## WORK TASK:
Only an exact copy of every record counts as an answer.

Stored data entries
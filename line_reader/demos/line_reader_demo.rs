// Copyright (c) 2025 R3BL LLC. Licensed under Apache License, Version 2.0.

//! Interactive demo. Run with `cargo run --example line_reader_demo [-- --vi]`.
//! Debug logs go to `line_reader_debug.log` in the current folder.

use std::str::FromStr;

use miette::IntoDiagnostic;
use r3bl_line_reader::{LineReader, LineReaderOption, ReadlineEvent, StringsCompleter,
                       TracingConfig, try_initialize_logging_global, variable_names};
use strum::IntoEnumIterator;
use strum_macros::{Display, EnumIter, EnumString};
use tracing::level_filters::LevelFilter;

#[derive(Debug, PartialEq, EnumString, EnumIter, Display)]
#[strum(serialize_all = "kebab-case", ascii_case_insensitive)]
enum Command {
    Help,
    History,
    Widgets,
    Exit,
}

fn help() -> String {
    let commands = Command::iter().map(|it| it.to_string()).collect::<Vec<_>>();
    format!("commands: {}. Tab completes, Ctrl-D on an empty line quits.", commands.join(", "))
}

fn main() -> miette::Result<()> {
    try_initialize_logging_global(TracingConfig::new_file(None, LevelFilter::DEBUG))?;

    let editing_mode = if std::env::args().any(|arg| arg == "--vi") { "vi" } else { "emacs" };
    let commands = Command::iter().map(|it| it.to_string()).collect::<Vec<_>>();
    let mut reader = LineReader::builder()
        .set_completer(StringsCompleter::new(&commands))
        .set_variable(variable_names::EDITING_MODE, editing_mode)
        .set_option(LineReaderOption::HistoryIgnoreDups, true)
        .build_for_terminal()
        .into_diagnostic()?;

    // Raw mode is on while the reader lives, so lines end in "\r\n".
    print!("{}\r\n", help());
    loop {
        match reader
            .read_line(Some("%N> "), None, None, None)
            .into_diagnostic()?
        {
            ReadlineEvent::Line(line) => match Command::from_str(line.trim()) {
                Ok(Command::Help) => print!("{}\r\n", help()),
                Ok(Command::History) => {
                    let history = reader.history();
                    for index in 0..history.len() {
                        print!("{index:>4}  {}\r\n", history.get(index).unwrap_or_default());
                    }
                }
                Ok(Command::Widgets) => {
                    let names = LineReader::builtin_widgets()
                        .map(|it| it.to_string())
                        .collect::<Vec<_>>();
                    print!("{} built-in widgets\r\n", names.len());
                }
                Ok(Command::Exit) => break,
                Err(_) => print!("unknown command: {line:?}\r\n"),
            },
            ReadlineEvent::Interrupted { partial_line } => {
                print!("^C (dropped {partial_line:?})\r\n");
            }
            ReadlineEvent::Eof => break,
        }
    }
    Ok(())
}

## EXPECTED ANSWER:
filename line_reader/demos/line_reader_demo.rs
// Copyright (c) 2025 R3BL LLC. Licensed under Apache License, Version 2.0.

//! Interactive demo. Run with `cargo run --example line_reader_demo [-- --vi]`.
//! Debug logs go to `line_reader_debug.log` in the current folder.

use std::str::FromStr;

use miette::IntoDiagnostic;
use r3bl_line_reader::{LineReader, LineReaderOption, ReadlineEvent, StringsCompleter,
                       TracingConfig, try_initialize_logging_global, variable_names};
use strum::IntoEnumIterator;
use strum_macros::{Display, EnumIter, EnumString};
use tracing::level_filters::LevelFilter;

#[derive(Debug, PartialEq, EnumString, EnumIter, Display)]
#[strum(serialize_all = "kebab-case", ascii_case_insensitive)]
enum Command {
    Help,
    History,
    Widgets,
    Exit,
}

fn help() -> String {
    let commands = Command::iter().map(|it| it.to_string()).collect::<Vec<_>>();
    format!("commands: {}. Tab completes, Ctrl-D on an empty line quits.", commands.join(", "))
}

fn main() -> miette::Result<()> {
    try_initialize_logging_global(TracingConfig::new_file(None, LevelFilter::DEBUG))?;

    let editing_mode = if std::env::args().any(|arg| arg == "--vi") { "vi" } else { "emacs" };
    let commands = Command::iter().map(|it| it.to_string()).collect::<Vec<_>>();
    let mut reader = LineReader::builder()
        .set_completer(StringsCompleter::new(&commands))
        .set_variable(variable_names::EDITING_MODE, editing_mode)
        .set_option(LineReaderOption::HistoryIgnoreDups, true)
        .build_for_terminal()
        .into_diagnostic()?;

    // Raw mode is on while the reader lives, so lines end in "\r\n".
    print!("{}\r\n", help());
    loop {
        match reader
            .read_line(Some("%N> "), None, None, None)
            .into_diagnostic()?
        {
            ReadlineEvent::Line(line) => match Command::from_str(line.trim()) {
                Ok(Command::Help) => print!("{}\r\n", help()),
                Ok(Command::History) => {
                    let history = reader.history();
                    for index in 0..history.len() {
                        print!("{index:>4}  {}\r\n", history.get(index).unwrap_or_default());
                    }
                }
                Ok(Command::Widgets) => {
                    let names = LineReader::builtin_widgets()
                        .map(|it| it.to_string())
                        .collect::<Vec<_>>();
                    print!("{} built-in widgets\r\n", names.len());
                }
                Ok(Command::Exit) => break,
                Err(_) => print!("unknown command: {line:?}\r\n"),
            },
            ReadlineEvent::Interrupted { partial_line } => {
                print!("^C (dropped {partial_line:?})\r\n");
            }
            ReadlineEvent::Eof => break,
        }
    }
    Ok(())
}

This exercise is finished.